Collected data
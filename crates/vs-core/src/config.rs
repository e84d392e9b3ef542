//! Studio configuration, loaded from JSON.

use serde::{Deserialize, Serialize};

#[derive(Debug, thiserror::Error)]
pub enum ConfigError {
    #[error("invalid config JSON: {0}")]
    Json(#[from] serde_json::Error),
    #[error("`{field}` must be a positive number, got {value}")]
    NonPositive { field: &'static str, value: f64 },
}

#[derive(Debug, Clone, PartialEq, Serialize, Deserialize)]
#[serde(default)]
pub struct StudioConfig {
    pub grid_size: f64,
    pub snap_to_grid: bool,
    /// Distance under which an alignment guide is emitted.
    pub alignment_threshold: f64,
    pub max_history: usize,
    /// Pointer travel that turns a pen click into a curve drag.
    pub drag_threshold: f64,
    /// Pick radius for node editor handles.
    pub handle_hit_radius: f64,
    /// Footprint used when an asset declares no size.
    pub default_object_size: f64,
    pub min_object_scale: f64,
}

impl Default for StudioConfig {
    fn default() -> Self {
        Self {
            grid_size: 10.0,
            snap_to_grid: false,
            alignment_threshold: 5.0,
            max_history: 50,
            drag_threshold: 5.0,
            handle_hit_radius: 8.0,
            default_object_size: 100.0,
            min_object_scale: 0.1,
        }
    }
}

impl StudioConfig {
    /// Parse and validate. Missing fields take their defaults.
    pub fn from_json(json: &str) -> Result<Self, ConfigError> {
        let config: Self = serde_json::from_str(json)?;
        config.validate()?;
        Ok(config)
    }

    pub fn to_json(&self) -> Result<String, ConfigError> {
        Ok(serde_json::to_string_pretty(self)?)
    }

    pub fn validate(&self) -> Result<(), ConfigError> {
        let sizes = [
            ("grid_size", self.grid_size),
            ("alignment_threshold", self.alignment_threshold),
            ("drag_threshold", self.drag_threshold),
            ("handle_hit_radius", self.handle_hit_radius),
            ("default_object_size", self.default_object_size),
            ("min_object_scale", self.min_object_scale),
            ("max_history", self.max_history as f64),
        ];
        for (field, value) in sizes {
            if !(value.is_finite() && value > 0.0) {
                return Err(ConfigError::NonPositive { field, value });
            }
        }
        Ok(())
    }
}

» TASK INSTRUCTIONS
Print each entry precisely. Include every line.

» RESPONSE AREA
filename crates/vs-core/src/config.rs
repository e84d392e9b3ef542
//! Studio configuration, loaded from JSON.

use serde::{Deserialize, Serialize};

#[derive(Debug, thiserror::Error)]
pub enum ConfigError {
    #[error("invalid config JSON: {0}")]
    Json(#[from] serde_json::Error),
    #[error("`{field}` must be a positive number, got {value}")]
    NonPositive { field: &'static str, value: f64 },
}

#[derive(Debug, Clone, PartialEq, Serialize, Deserialize)]
#[serde(default)]
pub struct StudioConfig {
    pub grid_size: f64,
    pub snap_to_grid: bool,
    /// Distance under which an alignment guide is emitted.
    pub alignment_threshold: f64,
    pub max_history: usize,
    /// Pointer travel that turns a pen click into a curve drag.
    pub drag_threshold: f64,
    /// Pick radius for node editor handles.
    pub handle_hit_radius: f64,
    /// Footprint used when an asset declares no size.
    pub default_object_size: f64,
    pub min_object_scale: f64,
}

impl Default for StudioConfig {
    fn default() -> Self {
        Self {
            grid_size: 10.0,
            snap_to_grid: false,
            alignment_threshold: 5.0,
            max_history: 50,
            drag_threshold: 5.0,
            handle_hit_radius: 8.0,
            default_object_size: 100.0,
            min_object_scale: 0.1,
        }
    }
}

impl StudioConfig {
    /// Parse and validate. Missing fields take their defaults.
    pub fn from_json(json: &str) -> Result<Self, ConfigError> {
        let config: Self = serde_json::from_str(json)?;
        config.validate()?;
        Ok(config)
    }

    pub fn to_json(&self) -> Result<String, ConfigError> {
        Ok(serde_json::to_string_pretty(self)?)
    }

    pub fn validate(&self) -> Result<(), ConfigError> {
        let sizes = [
            ("grid_size", self.grid_size),
            ("alignment_threshold", self.alignment_threshold),
            ("drag_threshold", self.drag_threshold),
            ("handle_hit_radius", self.handle_hit_radius),
            ("default_object_size", self.default_object_size),
            ("min_object_scale", self.min_object_scale),
            ("max_history", self.max_history as f64),
        ];
        for (field, value) in sizes {
            if !(value.is_finite() && value > 0.0) {
                return Err(ConfigError::NonPositive { field, value });
            }
        }
        Ok(())
    }
}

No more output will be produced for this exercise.